起き上がると隆羅が寝ていた筈のベッド寝ていてほのかに隆羅の匂いがした。
「隆羅? 隆羅どこに」
慌てて部屋を見渡す誰もいない。するとドアが開き、潮が顔を出した。
「海、どうしたの。何故あなたがそこに寝ているの?」
「分からない。私、隆羅を探してくる」
海が部屋を飛び出して窓の外を見ると隆羅とキルシュが笑いながら話しているのが見えた。
「タぁ・カぁ・ラぁ」
「よう、海。怖い顔してどうした」
「心配ばかりかけて。隆羅の大バカ野郎!」
海の渾身の右ストレートが顔にヒットした。
「痛いって、何するんだ」
海の顔を見ると今にも泣き出しそうだった。
茉弥にしてやるようにおでこにおでこをくっ付ける。
「何、泣きそうな顔をしてやがるんだ。海は」
「痛いょ」
くっ付けたおでこを少し離し少しだけ強めにヘッドバットをすると海が涙目になった。
「さっきのお返しだ。ゴメンな。
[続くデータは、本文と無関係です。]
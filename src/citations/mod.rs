//! Compact, display-oriented views over search results.
//!
//! [`Citation`] is what a UI shows next to an answer. [`RetrievalContext`] is
//! the longer record kept alongside a response for auditing what the model saw.


use serde::Serialize;

use crate::dates::DateKey;
use crate::search::{ReflectionDocument, SearchResult, SourceLabel};

const CITATION_TEXT_CHARS: usize = 250;
const PINNED_COMMENT_CHARS: usize = 150;
const SNIPPET_CHARS: usize = 500;
const ELLIPSIS: &str = "...";

#[derive(Debug, Clone, PartialEq, Serialize)]
#[serde(rename_all = "camelCase")]
pub struct Citation {
    pub source: String,
    pub reference: String,
    pub text: String,
    pub score: f64,
    pub score_percentage: String,
    pub url: Option<String>,
}

#[derive(Debug, Clone, PartialEq, Serialize)]
#[serde(rename_all = "camelCase")]
pub struct RetrievalContext {
    pub source: String,
    pub reference: String,
    pub score: f64,
    pub chunk_id: Option<String>,
    pub page_number: Option<u32>,
    pub date_key: Option<DateKey>,
    pub text_snippet: Option<String>,
    pub url: Option<String>,
}

/// First `max_chars` characters of `text`
fn leading_chars(text: &str, max_chars: usize) -> String {
    text.chars().take(max_chars).collect()
}

fn round_score(score: f32) -> f64 {
    (f64::from(score) * 10_000.0).round() / 10_000.0
}

fn score_percentage(score: f32) -> String {
    format!("{}%", (f64::from(score) * 100.0).round())
}

impl Citation {
    /// Citation for one search result
    ///
    /// The ellipsis is appended even when the text is shorter than the cut.
    #[inline]
    pub fn from_result(result: &SearchResult) -> Self {
        Self {
            source: result.source.as_str().to_string(),
            reference: result.reference.clone(),
            text: leading_chars(&result.text, CITATION_TEXT_CHARS) + ELLIPSIS,
            score: round_score(result.score),
            score_percentage: score_percentage(result.score),
            url: result.url.clone(),
        }
    }

    /// Full-confidence citation for a reflection fetched by date
    #[inline]
    pub fn reflection_entry(reflection: &ReflectionDocument, key: DateKey) -> Self {
        Self {
            source: SourceLabel::DailyReflection.as_str().to_string(),
            reference: format!(
                "Daily Reflection, {} - {}",
                key.display_name(),
                reflection.title()
            ),
            text: leading_chars(&reflection_body(reflection), CITATION_TEXT_CHARS) + ELLIPSIS,
            score: 1.0,
            score_percentage: "100%".to_string(),
            url: Some(format!("/{key}")),
        }
    }

    /// Citation pinned ahead of search results when today's reflection is in the prompt
    #[inline]
    pub fn todays_reflection(reflection: &ReflectionDocument, key: DateKey) -> Self {
        Self {
            source: SourceLabel::DailyReflection.as_str().to_string(),
            reference: format!(
                "Today's Reflection ({}) - {}",
                key.display_name(),
                reflection.title()
            ),
            text: format!(
                "{}\n\n{}{ELLIPSIS}",
                reflection.quote(),
                leading_chars(reflection.comment(), PINNED_COMMENT_CHARS)
            ),
            score: 1.0,
            score_percentage: "100%".to_string(),
            url: Some(format!("/{key}")),
        }
    }
}

impl RetrievalContext {
    #[inline]
    pub fn from_result(result: &SearchResult) -> Self {
        Self {
            source: result.source.as_str().to_string(),
            reference: result.reference.clone(),
            score: round_score(result.score),
            chunk_id: result.chunk_id.clone(),
            page_number: result.page_number(),
            date_key: result.date_key(),
            text_snippet: (!result.text.is_empty())
                .then(|| leading_chars(&result.text, SNIPPET_CHARS)),
            url: result.url.clone(),
        }
    }

    #[inline]
    pub fn reflection_entry(reflection: &ReflectionDocument, key: DateKey) -> Self {
        Self {
            source: SourceLabel::DailyReflection.as_str().to_string(),
            reference: format!(
                "Daily Reflection, {} - {}",
                key.display_name(),
                reflection.title()
            ),
            score: 1.0,
            chunk_id: None,
            page_number: None,
            date_key: Some(key),
            text_snippet: Some(leading_chars(&reflection_body(reflection), SNIPPET_CHARS)),
            url: Some(format!("/{key}")),
        }
    }
}

/// Title, quote, comment and printed reference, blank-line separated
#[inline]
pub fn reflection_body(reflection: &ReflectionDocument) -> String {
    format!(
        "{}\n\n{}",
        reflection.combined_text(),
        reflection.reference.as_deref().unwrap_or_default()
    )
}

/// One citation per result, in order
#[inline]
pub fn format_citations(results: &[SearchResult]) -> Vec<Citation> {
    results.iter().map(Citation::from_result).collect()
}

#[inline]
pub fn retrieval_context(results: &[SearchResult]) -> Vec<RetrievalContext> {
    results.iter().map(RetrievalContext::from_result).collect()
}
// Database module
// The ANN search seam used by the per-source searchers, backed by LanceDB

pub mod lancedb;


use async_trait::async_trait;
use std::time::Duration;
use thiserror::Error;

pub use self::lancedb::DocumentRecord;
pub use self::lancedb::vector_store::LanceVectorStore;

/// One nearest-neighbour request against a named index
#[derive(Debug, Clone, Copy, PartialEq)]
pub struct VectorQuery<'a> {
    pub index: &'a str,
    pub vector: &'a [f32],
    /// Candidate pool considered by the ANN engine before the top `limit` are kept
    pub num_candidates: usize,
    pub limit: usize,
}

/// A stored document plus the engine's similarity score, before any shaping
#[derive(Debug, Clone, PartialEq)]
pub struct RawCandidate {
    pub document: serde_json::Value,
    pub score: Option<f32>,
}

#[derive(Debug, Error)]
pub enum SourceError {
    #[error("Index '{index}' is unavailable: {message}")]
    IndexUnavailable { index: String, message: String },
    #[error("Search on index '{index}' failed: {message}")]
    Query { index: String, message: String },
    #[error("Search on index '{index}' timed out after {after:?}")]
    Timeout { index: String, after: Duration },
}

impl SourceError {
    #[inline]
    pub fn unavailable(index: &str, message: impl ToString) -> Self {
        Self::IndexUnavailable {
            index: index.to_string(),
            message: message.to_string(),
        }
    }

    #[inline]
    pub fn query(index: &str, message: impl ToString) -> Self {
        Self::Query {
            index: index.to_string(),
            message: message.to_string(),
        }
    }

    #[inline]
    pub fn index(&self) -> &str {
        match self {
            Self::IndexUnavailable { index, .. }
            | Self::Query { index, .. }
            | Self::Timeout { index, .. } => index,
        }
    }
}

#[async_trait]
pub trait VectorIndex: Send + Sync {
    /// Cosine-similarity search returning at most `query.limit` candidates
    async fn vector_search(
        &self,
        query: &VectorQuery<'_>,
    ) -> Result<Vec<RawCandidate>, SourceError>;

    /// Exact lookup of a stored document by its lookup key
    async fn find_by_key(
        &self,
        index: &str,
        key: &str,
    ) -> Result<Option<DocumentRecord>, SourceError>;
}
いつも、いつも心配かけて」
「うん」
海のおでこにキスをすると海が跳び付いてきた。
バランスを崩し海共々芝の上に倒れる。
「ねぇ、隆羅。プレゼントしてくれた洋服汚れちゃった。ゴメンね」
「いいさ、洗って駄目なら一緒に買いに行こう」
「うん」
大の字になって手を繋ぎでっかい空を見上げる。
「綺麗な空だな。海」
「うん、それに気持ち良いね」
「ああ」
冷たい風が2人の頬を撫でキルシュも空を見上げた。
その光景を潮は哀しそうな顔で見つめていた。
海と隆羅を助けられる方法は無いのか。
もし、あの話を隆羅に聞かれたとしたら隆羅がどうするかも分かっていた。
隆羅にとってはどちらを選択しても死の宣告と同じ事なのだと。